Counter-intuitively, I now actively seek rejection and even have a '100 rejections' chart on my kitchen wall so I can tally them up. Rejection means you’re actively putting things out into the world instead of endlessly perfecting manuscripts or keeping them safe from criticism or rejection in the bottom drawer of your desk.
What most excites you about your book being published in 2023?
After the experiences we’ve all been through collectively, I’m excited to contribute a sparkly romantic story for some uplifting escapism.
Deeper than that, the book is generating important conversation around loss and hope, which is something I searched for and couldn’t find when Jeff died.
We don’t tend to handle death and grief as well in Australia as people do in other places. It’s still reasonably taboo. So when you lose someone, you struggle to find your way through it. If The Last Love Note can help bring these topics into the open, that will be rewarding.

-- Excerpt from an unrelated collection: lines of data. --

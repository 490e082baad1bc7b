//! Car Dashboard Facade
//!
//! Ties raw input parsing, the validation pipeline, and the display unit
//! together. A record only reaches the display after it was parsed and
//! accepted by every validation stage.

use crate::error::{ConfigError, DashboardError};
use crate::validator::{ValidationConfig, ValidationPipeline};
use dashboard_protocol::Reading;

/// Downstream renderer driving gauges and indicators
pub trait DisplayUnit {
    /// Render an accepted reading (move hands, show digital values, etc.)
    fn render(&mut self, reading: &Reading);
}

impl<D: DisplayUnit + ?Sized> DisplayUnit for &mut D {
    fn render(&mut self, reading: &Reading) {
        (**self).render(reading)
    }
}

/// Validating front end of a dashboard display
pub struct CarDashboard<D> {
    pipeline: ValidationPipeline,
    display: D,
}

impl<D: DisplayUnit> CarDashboard<D> {
    /// Create a new dashboard with an empty history
    pub fn new(config: ValidationConfig, display: D) -> Self {
        Self {
            pipeline: ValidationPipeline::new(config),
            display,
        }
    }

    /// Create a new dashboard, rejecting unusable thresholds
    pub fn try_new(config: ValidationConfig, display: D) -> Result<Self, ConfigError> {
        Ok(Self {
            pipeline: ValidationPipeline::try_new(config)?,
            display,
        })
    }

    /// Parse, validate, and display one raw record
    pub fn process(&mut self, raw: Option<&str>) -> Result<Reading, DashboardError> {
        let reading = Reading::parse(raw)?;
        let accepted = self.pipeline.submit(reading)?;
        self.display.render(&accepted);
        Ok(accepted)
    }

    /// Snapshot of the accepted readings, oldest first
    pub fn history(&self) -> Vec<Reading> {
        self.pipeline.history().to_vec()
    }

    pub fn pipeline(&self) -> &ValidationPipeline {
        &self.pipeline
    }

    pub fn display(&self) -> &D {
        &self.display
    }

    /// Split into the pipeline and the display unit
    pub fn into_parts(self) -> (ValidationPipeline, D) {
        (self.pipeline, self.display)
    }
}

#[cfg(test)]
mod tests {
    use super::*;
    use crate::error::ValidationError;
    use dashboard_protocol::ParseError;

    #[derive(Default)]
    struct Recorder {
        rendered: Vec<Reading>,
    }

    impl DisplayUnit for Recorder {
        fn render(&mut self, reading: &Reading) {
            self.rendered.push(*reading);
        }
    }

    #[test]
    fn test_accepted_reading_is_rendered() {
        let mut dashboard = CarDashboard::new(ValidationConfig::automatic(), Recorder::default());
        let reading = dashboard
            .process(Some("100|3200|2.3|D|true|false|true"))
            .unwrap();
        assert_eq!(dashboard.display().rendered, vec![reading]);
        assert_eq!(dashboard.history(), vec![reading]);
    }

    #[test]
    fn test_rejected_reading_never_rendered() {
        let mut dashboard = CarDashboard::new(ValidationConfig::automatic(), Recorder::default());

        let err = dashboard.process(None).unwrap_err();
        assert_eq!(err, DashboardError::Parse(ParseError::InputMissing));
        assert_eq!(err.kind(), "input_missing");

        let err = dashboard
            .process(Some("10|0|0|N|true|false|false"))
            .unwrap_err();
        assert!(matches!(
            err,
            DashboardError::Validation(ValidationError::EngineNotRunning { .. })
        ));

        assert!(dashboard.display().rendered.is_empty());
        assert!(dashboard.history().is_empty());
    }

    #[test]
    fn test_try_new_rejects_zero_history() {
        let config = ValidationConfig {
            history_len: 0,
            ..ValidationConfig::automatic()
        };
        assert!(CarDashboard::try_new(config, Recorder::default()).is_err());
    }

    #[test]
    fn test_borrowed_display() {
        let mut recorder = Recorder::default();
        {
            let mut dashboard = CarDashboard::new(ValidationConfig::automatic(), &mut recorder);
            dashboard.process(Some("0|0|0|P|false|false|false")).unwrap();
        }
        assert_eq!(recorder.rendered.len(), 1);
    }
}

On a personal level, writing this book has been cathartic. As I wrote to Jeff in the acknowledgements, 'You said to go out into the world and get on with life. You could never have known how hard that would be without you, and how fervently I wish I didn’t have the experience to have written this novel, but I hope, wherever you are, it makes you proud. You are in every word.'
Do you have a favourite book or author?
I can’t go past the influence of Anne of Green Gables as a teenager. It’s not so much the writing but the story and characterisation – the ambition Anne had to write, and the high expectations she held for friendship and romance. She’s a character who’d had a very rough start, but never lost hope or lost sight of the beauty in the world. I think that’s a brilliant message well over a century later when life is difficult in new ways.
What inspired you to become a writer?
It was never really a decision - more of a knowing. When I was fourteen, I noticed my sister didn’t spend her summer holidays carrying a notebook and pen everywhere we went, as I did. I wondered if insufficient though my words felt, perhaps constantly dreaming of stories and fictional scenarios was what made you a writer. I loved nothing more than escaping into an imaginary world.
At school, I was never that standout student who had things published in magazines or competitions. I did pretty well in English, but I don’t think the teachers would have looked at our class and picked me as the one who’d go on to be published. That took decades of hard work and persistence long after school and uni.
I think when you choose to spend your evenings, weekends and holidays writing fiction, you know you’re a writer even if those words never see the light of day.
What did you want to be when you grew up and why?
I wanted to be a teacher for years and do have teaching qualifications, but writing was always the dream. Along the way, I’ve worked at a bakery, been a nanny, a public servant, owned my own business and I’m currently flirting with photography.
If you could go back in time and give your past self one piece of advice, what would it be and why?
My sister has told me for years to 'keep the faith' in myself as a writer and in this dream. I’d tell myself all the late nights, bad drafts, rejections and persistence would be worth it one day if I just stay the course…
I’d also tell myself to urge my husband to have a heart check. If I had, this book wouldn’t exist…
What is the best writing lesson/ tip you ever received?
'Enter a scene late and leave early.'
We’re hit with a barrage of distractions when we’re reading. It’s getting harder to hold readers' attention in the face of social media, video streaming and all the other pulls on our focus. The blank page is precious real estate. Don’t waste it with an unnecessary preamble. Don’t labour the point.